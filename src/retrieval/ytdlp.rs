use std::path::PathBuf;
use std::process::Stdio;
use std::time::Duration;
use tokio::process::Command;
use tracing::{debug, info};

use super::{RetrievalError, RetrievedTranscript, TranscriptSource};

/// Downloads captions with the `yt-dlp` command line tool
///
/// Both uploaded and automatic captions are requested; only the WebVTT
/// file for the requested language is read back.
pub struct YtDlpSource {
    binary: String,
    transcripts_dir: PathBuf,
    timeout: Duration,
}

impl YtDlpSource {
    pub fn new(binary: impl Into<String>, transcripts_dir: impl Into<PathBuf>, timeout: Duration) -> Self {
        Self {
            binary: binary.into(),
            transcripts_dir: transcripts_dir.into(),
            timeout,
        }
    }
}

#[async_trait::async_trait]
impl TranscriptSource for YtDlpSource {
    async fn fetch(&self, source: &str, language: &str) -> Result<RetrievedTranscript, RetrievalError> {
        tokio::fs::create_dir_all(&self.transcripts_dir).await?;

        // Fresh working name per run; yt-dlp appends ".<lang>.vtt"
        let stem = format!("pending_{}", uuid::Uuid::new_v4().simple());
        let template = self.transcripts_dir.join(format!("{}.%(ext)s", stem));

        info!("Downloading {} captions for {}", language, source);

        let mut command = Command::new(&self.binary);
        command
            .arg("--write-subs")
            .arg("--write-auto-subs")
            .arg("--sub-langs")
            .arg(language)
            .arg("--sub-format")
            .arg("vtt")
            .arg("--skip-download")
            .arg("--no-playlist")
            .arg("-o")
            .arg(&template)
            .arg("--")
            .arg(source)
            .stdin(Stdio::null())
            .kill_on_drop(true);

        let output = tokio::time::timeout(self.timeout, command.output())
            .await
            .map_err(|_| RetrievalError::Timeout(self.timeout))?
            .map_err(|e| RetrievalError::Downloader(format!("failed to run {}: {}", self.binary, e)))?;

        if !output.status.success() {
            let stderr = String::from_utf8_lossy(&output.stderr);
            return Err(RetrievalError::Downloader(stderr.trim().to_string()));
        }
        debug!("yt-dlp output: {}", String::from_utf8_lossy(&output.stdout));

        let path = self.transcripts_dir.join(format!("{}.{}.vtt", stem, language));
        if !tokio::fs::try_exists(&path).await? {
            return Err(RetrievalError::NoCaptions(language.to_string()));
        }

        let content = tokio::fs::read_to_string(&path).await?;
        info!("Captions saved to {:?} ({} bytes)", path, content.len());

        Ok(RetrievedTranscript { content, path })
    }
}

**********

What is expected → What you return should match the listing above exactly.

Response below →
filename src/retrieval/ytdlp.rs
use std::path::PathBuf;
use std::process::Stdio;
use std::time::Duration;
use tokio::process::Command;
use tracing::{debug, info};

use super::{RetrievalError, RetrievedTranscript, TranscriptSource};

/// Downloads captions with the `yt-dlp` command line tool
///
/// Both uploaded and automatic captions are requested; only the WebVTT
/// file for the requested language is read back.
pub struct YtDlpSource {
    binary: String,
    transcripts_dir: PathBuf,
    timeout: Duration,
}

impl YtDlpSource {
    pub fn new(binary: impl Into<String>, transcripts_dir: impl Into<PathBuf>, timeout: Duration) -> Self {
        Self {
            binary: binary.into(),
            transcripts_dir: transcripts_dir.into(),
            timeout,
        }
    }
}

#[async_trait::async_trait]
impl TranscriptSource for YtDlpSource {
    async fn fetch(&self, source: &str, language: &str) -> Result<RetrievedTranscript, RetrievalError> {
        tokio::fs::create_dir_all(&self.transcripts_dir).await?;

        // Fresh working name per run; yt-dlp appends ".<lang>.vtt"
        let stem = format!("pending_{}", uuid::Uuid::new_v4().simple());
        let template = self.transcripts_dir.join(format!("{}.%(ext)s", stem));

        info!("Downloading {} captions for {}", language, source);

        let mut command = Command::new(&self.binary);
        command
            .arg("--write-subs")
            .arg("--write-auto-subs")
            .arg("--sub-langs")
            .arg(language)
            .arg("--sub-format")
            .arg("vtt")
            .arg("--skip-download")
            .arg("--no-playlist")
            .arg("-o")
            .arg(&template)
            .arg("--")
            .arg(source)
            .stdin(Stdio::null())
            .kill_on_drop(true);

        let output = tokio::time::timeout(self.timeout, command.output())
            .await
            .map_err(|_| RetrievalError::Timeout(self.timeout))?
            .map_err(|e| RetrievalError::Downloader(format!("failed to run {}: {}", self.binary, e)))?;

        if !output.status.success() {
            let stderr = String::from_utf8_lossy(&output.stderr);
            return Err(RetrievalError::Downloader(stderr.trim().to_string()));
        }
        debug!("yt-dlp output: {}", String::from_utf8_lossy(&output.stdout));

        let path = self.transcripts_dir.join(format!("{}.{}.vtt", stem, language));
        if !tokio::fs::try_exists(&path).await? {
            return Err(RetrievalError::NoCaptions(language.to_string()));
        }

        let content = tokio::fs::read_to_string(&path).await?;
        info!("Captions saved to {:?} ({} bytes)", path, content.len());

        Ok(RetrievedTranscript { content, path })
    }
}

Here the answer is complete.